Conditional Access automatically blocks access to email until the device is secured.

No admin intervention required.

Licensing

Intune is user-licensed, not device-licensed.

A license is required for any user whose device is managed or protected by Intune.

Included with:

  • Microsoft 365 Business Premium
  • Microsoft 365 E3
  • Microsoft 365 E5
  • Enterprise Mobility + Security (EMS) E3/E5

Common mistake

Businesses assign one Intune license to IT and enroll every device.

This is not compliant.

Each user with a managed device requires a license.

Enrolling Devices (How Devices Get Into Intune)

Devices must be enrolled before Intune can manage them.

There are multiple onboarding methods.

Windows Devices

  • Windows Autopilot (recommended)
  • Manual enrollment
  • Azure AD Join

Mobile Devices

  • Company Portal app
  • QR code enrollment
  • Apple Automated Device Enrollment (ADE)
  • Android Enterprise enrollment

Macs

  • Apple Business Manager integration
  • Company Portal enrollment

Once enrolled, the device receives company configuration automatically.

Compliance Policies (The Most Important Feature)

Compliance policies are the real power of Intune.

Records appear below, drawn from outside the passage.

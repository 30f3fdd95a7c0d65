//! What the stub says back
//!
//! A user message is either a test directive or a question. Directives let
//! tests provoke specific frames:
//!
//! | Message | Effect |
//! |---|---|
//! | `/error <text>` | one `error` frame |
//! | `/info <text>` | one `info` frame |
//! | `/raw <payload>` | `<payload>` sent verbatim |
//! | `/close` | close the connection |
//!
//! Anything else is answered with `chat_response` frames, each carrying
//! the answer so far, one word longer than the previous.

use serde::Serialize;

use crate::config::StubConfig;

/// Frame discriminant on the wire
#[derive(Clone, Copy, Debug, PartialEq, Eq, Serialize)]
#[serde(rename_all = "snake_case")]
pub enum FrameType {
    /// Status
    Info,
    /// Answer snapshot
    ChatResponse,
    /// Failure
    Error,
}

#[derive(Serialize)]
struct WireFrame<'a> {
    message_type: FrameType,
    content: &'a str,
}

/// Encode one frame as JSON text
#[must_use]
pub fn encode_frame(kind: FrameType, content: &str) -> String {
    serde_json::to_value(WireFrame {
        message_type: kind,
        content,
    })
    .map(|v| v.to_string())
    .unwrap_or_default()
}

/// One step of a reply
#[derive(Clone, Debug, PartialEq, Eq)]
pub enum Outgoing {
    /// A frame
    Frame(FrameType, String),
    /// Raw text, not frame-encoded
    Raw(String),
    /// Close the connection
    Close,
}

impl Outgoing {
    /// Wire text, if this step sends anything
    #[must_use]
    pub fn to_text(&self) -> Option<String> {
        match self {
            Self::Frame(kind, content) => Some(encode_frame(*kind, content)),
            Self::Raw(raw) => Some(raw.clone()),
            Self::Close => None,
        }
    }
}

/// Plan the reply to one user message
#[must_use]
pub fn plan_reply(config: &StubConfig, message: &str) -> Vec<Outgoing> {
    let message = message.trim();

    if let Some(text) = directive(message, "/error") {
        return vec![Outgoing::Frame(FrameType::Error, text.to_string())];
    }
    if let Some(text) = directive(message, "/info") {
        return vec![Outgoing::Frame(FrameType::Info, text.to_string())];
    }
    if let Some(payload) = directive(message, "/raw") {
        return vec![Outgoing::Raw(payload.to_string())];
    }
    if message == "/close" {
        return vec![Outgoing::Close];
    }

    let answer = config
        .replies
        .get(message)
        .cloned()
        .unwrap_or_else(|| format!("You asked: {message}"));

    snapshots(&answer)
        .into_iter()
        .map(|s| Outgoing::Frame(FrameType::ChatResponse, s))
        .collect()
}

fn directive<'a>(message: &'a str, name: &str) -> Option<&'a str> {
    let rest = message.strip_prefix(name)?;
    if rest.is_empty() {
        Some("")
    } else {
        rest.strip_prefix(' ')
    }
}

/// Cumulative word-by-word snapshots of `answer`
#[must_use]
pub fn snapshots(answer: &str) -> Vec<String> {
    let words: Vec<&str> = answer.split_whitespace().collect();
    if words.is_empty() {
        return vec![String::new()];
    }
    (1..=words.len()).map(|n| words[..n].join(" ")).collect()
}
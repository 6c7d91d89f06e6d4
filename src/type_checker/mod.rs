//! Type checking and semantic analysis module.
//!
//! This module verifies that a parsed program obeys the static typing rules
//! of the language. It:
//!
//! - Infers the type of every expression and checks operator operands
//! - Checks declarations, assignments and conditions against declared types
//! - Tracks identifier visibility through nested block scopes
//! - Counts declarations, loops, conditionals and operators
//!
//! Checking is a single depth-first pass that stops at the first violation.

pub mod environment;
pub mod metrics;
pub mod type_checker;
pub mod types;
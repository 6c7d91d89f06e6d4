//! Unit tests for error handling.

use crate::errors::errors::{Error, ErrorImpl, ErrorTip};
use crate::Position;
use std::rc::Rc;

fn at(offset: u32) -> Position {
    Position(offset, Rc::new("test.lang".to_string()))
}

#[test]
fn test_error_creation() {
    let error = Error::new(
        ErrorImpl::UnrecognisedToken {
            token: "@".to_string(),
        },
        at(10),
    );

    assert_eq!(error.get_error_name(), "UnrecognisedToken");
    assert!(!error.is_semantic());
}

#[test]
fn test_error_position() {
    let error = Error::new(
        ErrorImpl::UndeclaredVariable {
            variable: "x".to_string(),
        },
        at(42),
    );

    assert_eq!(error.get_position().0, 42);
}

#[test]
fn test_semantic_messages() {
    let cases = [
        (
            ErrorImpl::UnknownType { type_: "string".to_string() },
            "Invalid use of undefined Identifier string",
        ),
        (
            ErrorImpl::MultipleDeclaration { variable: "a".to_string() },
            "Identifier a has multiple declarations",
        ),
        (
            ErrorImpl::UndeclaredVariable { variable: "b".to_string() },
            "Variable b was not declared",
        ),
        (
            ErrorImpl::AssignmentTypeMismatch { variable: "c".to_string() },
            "Invalid type in assignation of Identifier c",
        ),
        (ErrorImpl::InvalidCondition, "Invalid type in condition"),
        (ErrorImpl::InvalidExpressionType, "Invalid type in expression"),
    ];

    for (error_impl, message) in cases {
        let error = Error::new(error_impl, at(0));
        assert!(error.is_semantic());
        assert_eq!(error.to_string(), message);
    }
}

#[test]
fn test_malformed_node_is_not_semantic() {
    let error = Error::new(
        ErrorImpl::MalformedNode {
            node: "Ternary",
            children: 2,
        },
        at(0),
    );

    assert_eq!(error.get_error_name(), "MalformedNode");
    assert!(!error.is_semantic());
}

#[test]
fn test_error_tip_none() {
    let error = Error::new(
        ErrorImpl::UnrecognisedToken {
            token: "@".to_string(),
        },
        at(0),
    );

    assert!(matches!(error.get_tip(), ErrorTip::None));
}

#[test]
fn test_error_tip_suggestion() {
    let error = Error::new(
        ErrorImpl::UnexpectedToken {
            token: "}".to_string(),
        },
        at(0),
    );

    match error.get_tip() {
        ErrorTip::Suggestion(tip) => assert!(tip.contains("`}`")),
        _ => panic!("Expected suggestion tip"),
    }
}

#[test]
fn test_error_tip_display() {
    let tip = ErrorTip::Suggestion("Try this instead".to_string());
    assert_eq!(tip.to_string(), "Try this instead");

    let tip = ErrorTip::None;
    assert_eq!(tip.to_string(), "");
}
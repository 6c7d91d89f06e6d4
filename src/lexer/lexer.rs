use std::rc::Rc;

use lazy_static::lazy_static;
use regex::Regex;

use crate::{errors::errors::{Error, ErrorImpl}, Position, Span, MK_DEFAULT_HANDLER, MK_TOKEN};

use super::tokens::{Token, TokenKind, RESERVED_LOOKUP};

pub type RegexHandler = fn(&mut Lexer, &Regex);

pub struct RegexPattern {
    regex: Regex,
    handler: RegexHandler,
}

// Every pattern is anchored at the start of the remaining input. Order matters:
// the first match wins, so longer operators precede their prefixes.
lazy_static! {
    static ref PATTERNS: Vec<RegexPattern> = vec![
        RegexPattern { regex: Regex::new("^[a-zA-Z_][a-zA-Z0-9_]*").unwrap(), handler: symbol_handler },
        RegexPattern { regex: Regex::new("^[0-9]+\\.[0-9]+").unwrap(), handler: float_handler },
        RegexPattern { regex: Regex::new("^[0-9]+").unwrap(), handler: integer_handler },
        RegexPattern { regex: Regex::new("^\\s+").unwrap(), handler: skip_handler },
        RegexPattern { regex: Regex::new("^//.*").unwrap(), handler: skip_handler },
        RegexPattern { regex: Regex::new("^\\[").unwrap(), handler: MK_DEFAULT_HANDLER!(TokenKind::OpenBracket, "[") },
        RegexPattern { regex: Regex::new("^\\]").unwrap(), handler: MK_DEFAULT_HANDLER!(TokenKind::CloseBracket, "]") },
        RegexPattern { regex: Regex::new("^\\{").unwrap(), handler: MK_DEFAULT_HANDLER!(TokenKind::OpenCurly, "{") },
        RegexPattern { regex: Regex::new("^\\}").unwrap(), handler: MK_DEFAULT_HANDLER!(TokenKind::CloseCurly, "}") },
        RegexPattern { regex: Regex::new("^\\(").unwrap(), handler: MK_DEFAULT_HANDLER!(TokenKind::OpenParen, "(") },
        RegexPattern { regex: Regex::new("^\\)").unwrap(), handler: MK_DEFAULT_HANDLER!(TokenKind::CloseParen, ")") },
        RegexPattern { regex: Regex::new("^==").unwrap(), handler: MK_DEFAULT_HANDLER!(TokenKind::Equals, "==") },
        RegexPattern { regex: Regex::new("^!=").unwrap(), handler: MK_DEFAULT_HANDLER!(TokenKind::NotEquals, "!=") },
        RegexPattern { regex: Regex::new("^!").unwrap(), handler: MK_DEFAULT_HANDLER!(TokenKind::Not, "!") },
        RegexPattern { regex: Regex::new("^=").unwrap(), handler: MK_DEFAULT_HANDLER!(TokenKind::Assignment, "=") },
        RegexPattern { regex: Regex::new("^<=").unwrap(), handler: MK_DEFAULT_HANDLER!(TokenKind::LessEquals, "<=") },
        RegexPattern { regex: Regex::new("^<").unwrap(), handler: MK_DEFAULT_HANDLER!(TokenKind::Less, "<") },
        RegexPattern { regex: Regex::new("^>=").unwrap(), handler: MK_DEFAULT_HANDLER!(TokenKind::GreaterEquals, ">=") },
        RegexPattern { regex: Regex::new("^>").unwrap(), handler: MK_DEFAULT_HANDLER!(TokenKind::Greater, ">") },
        RegexPattern { regex: Regex::new("^\\|\\|").unwrap(), handler: MK_DEFAULT_HANDLER!(TokenKind::Or, "||") },
        RegexPattern { regex: Regex::new("^&&").unwrap(), handler: MK_DEFAULT_HANDLER!(TokenKind::And, "&&") },
        RegexPattern { regex: Regex::new("^;").unwrap(), handler: MK_DEFAULT_HANDLER!(TokenKind::Semicolon, ";") },
        RegexPattern { regex: Regex::new("^:").unwrap(), handler: MK_DEFAULT_HANDLER!(TokenKind::Colon, ":") },
        RegexPattern { regex: Regex::new("^\\?").unwrap(), handler: MK_DEFAULT_HANDLER!(TokenKind::Question, "?") },
        RegexPattern { regex: Regex::new("^,").unwrap(), handler: MK_DEFAULT_HANDLER!(TokenKind::Comma, ",") },
        RegexPattern { regex: Regex::new("^\\+").unwrap(), handler: MK_DEFAULT_HANDLER!(TokenKind::Plus, "+") },
        RegexPattern { regex: Regex::new("^-").unwrap(), handler: MK_DEFAULT_HANDLER!(TokenKind::Dash, "-") },
        RegexPattern { regex: Regex::new("^/").unwrap(), handler: MK_DEFAULT_HANDLER!(TokenKind::Slash, "/") },
        RegexPattern { regex: Regex::new("^\\*").unwrap(), handler: MK_DEFAULT_HANDLER!(TokenKind::Star, "*") },
        RegexPattern { regex: Regex::new("^%").unwrap(), handler: MK_DEFAULT_HANDLER!(TokenKind::Percent, "%") },
    ];
}

pub struct Lexer {
    tokens: Vec<Token>,
    source: String,
    pos: usize,
    file: Rc<String>,
}

impl Lexer {
    pub fn new(source: String, file: Option<String>) -> Lexer {
        let file_name = if let Some(file) = file {
            Rc::new(file)
        } else {
            Rc::new(String::from("shell"))
        };

        Lexer {
            pos: 0,
            tokens: vec![],
            source,
            file: file_name,
        }
    }

    pub fn advance_n(&mut self, n: usize) {
        self.pos += n;
    }

    pub fn push(&mut self, token: Token) {
        self.tokens.push(token);
    }

    pub fn at(&self) -> Option<char> {
        self.remainder().chars().next()
    }

    pub fn remainder(&self) -> &str {
        &self.source[self.pos..]
    }

    pub fn at_eof(&self) -> bool {
        self.pos >= self.source.len()
    }

    pub fn position(&self) -> Position {
        Position(self.pos as u32, Rc::clone(&self.file))
    }

    /// Span covering the next `len` bytes of input.
    pub fn span_of(&self, len: usize) -> Span {
        Span {
            start: self.position(),
            end: Position((self.pos + len) as u32, Rc::clone(&self.file)),
        }
    }

    fn matched(&self, regex: &Regex) -> String {
        regex
            .find(self.remainder())
            .map(|found| found.as_str().to_string())
            .unwrap_or_default()
    }
}

fn integer_handler(lexer: &mut Lexer, regex: &Regex) {
    let matched = lexer.matched(regex);
    let span = lexer.span_of(matched.len());
    let len = matched.len();

    lexer.push(MK_TOKEN!(TokenKind::Integer, matched, span));
    lexer.advance_n(len);
}

fn float_handler(lexer: &mut Lexer, regex: &Regex) {
    let matched = lexer.matched(regex);
    let span = lexer.span_of(matched.len());
    let len = matched.len();

    lexer.push(MK_TOKEN!(TokenKind::Float, matched, span));
    lexer.advance_n(len);
}

fn skip_handler(lexer: &mut Lexer, regex: &Regex) {
    let len = lexer.matched(regex).len();
    lexer.advance_n(len);
}

fn symbol_handler(lexer: &mut Lexer, regex: &Regex) {
    let value = lexer.matched(regex);
    let span = lexer.span_of(value.len());
    let len = value.len();

    let kind = RESERVED_LOOKUP
        .get(value.as_str())
        .copied()
        .unwrap_or(TokenKind::Identifier);

    lexer.push(MK_TOKEN!(kind, value, span));
    lexer.advance_n(len);
}

pub fn tokenize(source: String, file: Option<String>) -> Result<Vec<Token>, Error> {
    let mut lex = Lexer::new(source, file);

    while !lex.at_eof() {
        let pattern = PATTERNS
            .iter()
            .find(|pattern| pattern.regex.is_match(lex.remainder()));

        match pattern {
            Some(pattern) => (pattern.handler)(&mut lex, &pattern.regex),
            None => {
                let token = lex.at().map(String::from).unwrap_or_default();
                return Err(Error::new(ErrorImpl::UnrecognisedToken { token }, lex.position()));
            }
        }
    }

    let span = lex.span_of(0);
    lex.push(MK_TOKEN!(TokenKind::EOF, String::from("EOF"), span));
    Ok(lex.tokens)
}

They define the minimum security standard required before a device can access Microsoft 365.

You can require:

  • encryption enabled
  • OS version minimum
  • passcode/PIN
  • antivirus active
  • device not jailbroken/rooted

If the device fails → access is blocked automatically via Conditional Access.

This is what prevents data breaches from insecure devices.

Real-World Scenario: Lost or Stolen Device

If a device is lost or an employee leaves:

IT can remotely:

  • wipe the entire company laptop
  • or remove only company data from a personal phone

This is called Selective Wipe.

Personal photos and apps remain untouched on BYOD devices.

This protects both company security and employee privacy.

What This Actually Means in a Real Tenant

After deploying Intune you gain:

  • device compliance enforcement
  • automated onboarding of new computers
  • standardised security settings
  • remote support capabilities
  • controlled access to Microsoft 365

But more importantly:

You can now block risky devices from accessing company data automatically.

Admins are no longer manually policing devices.

Security becomes policy-driven.

How Intune Fits Into Microsoft Security

Intune works as part of the Microsoft security stack:

  • Entra ID → identity
  • Intune → device trust
  • Defender → threat detection
  • Conditional Access → access decisions

Together they create a full Zero Trust security model.

When You Should Deploy Intune

You should deploy Intune if you:

  • allow remote work
  • use laptops outside the office
  • allow mobile email access
  • store files in SharePoint/OneDrive
  • need cyber-insurance compliance
  • want to replace on-prem Group Policy

Especially important for businesses moving away from on-premise domain controllers.

Overall Notes

Microsoft Intune is Microsoft’s modern device management platform.

It:

  • manages company and personal devices
  • enforces security standards
  • integrates with Conditional Access
  • protects Microsoft 365 data

Instead of trusting the network, organisations now trust verified devices.

Intune is the system that decides whether a device is safe enough to access company resources.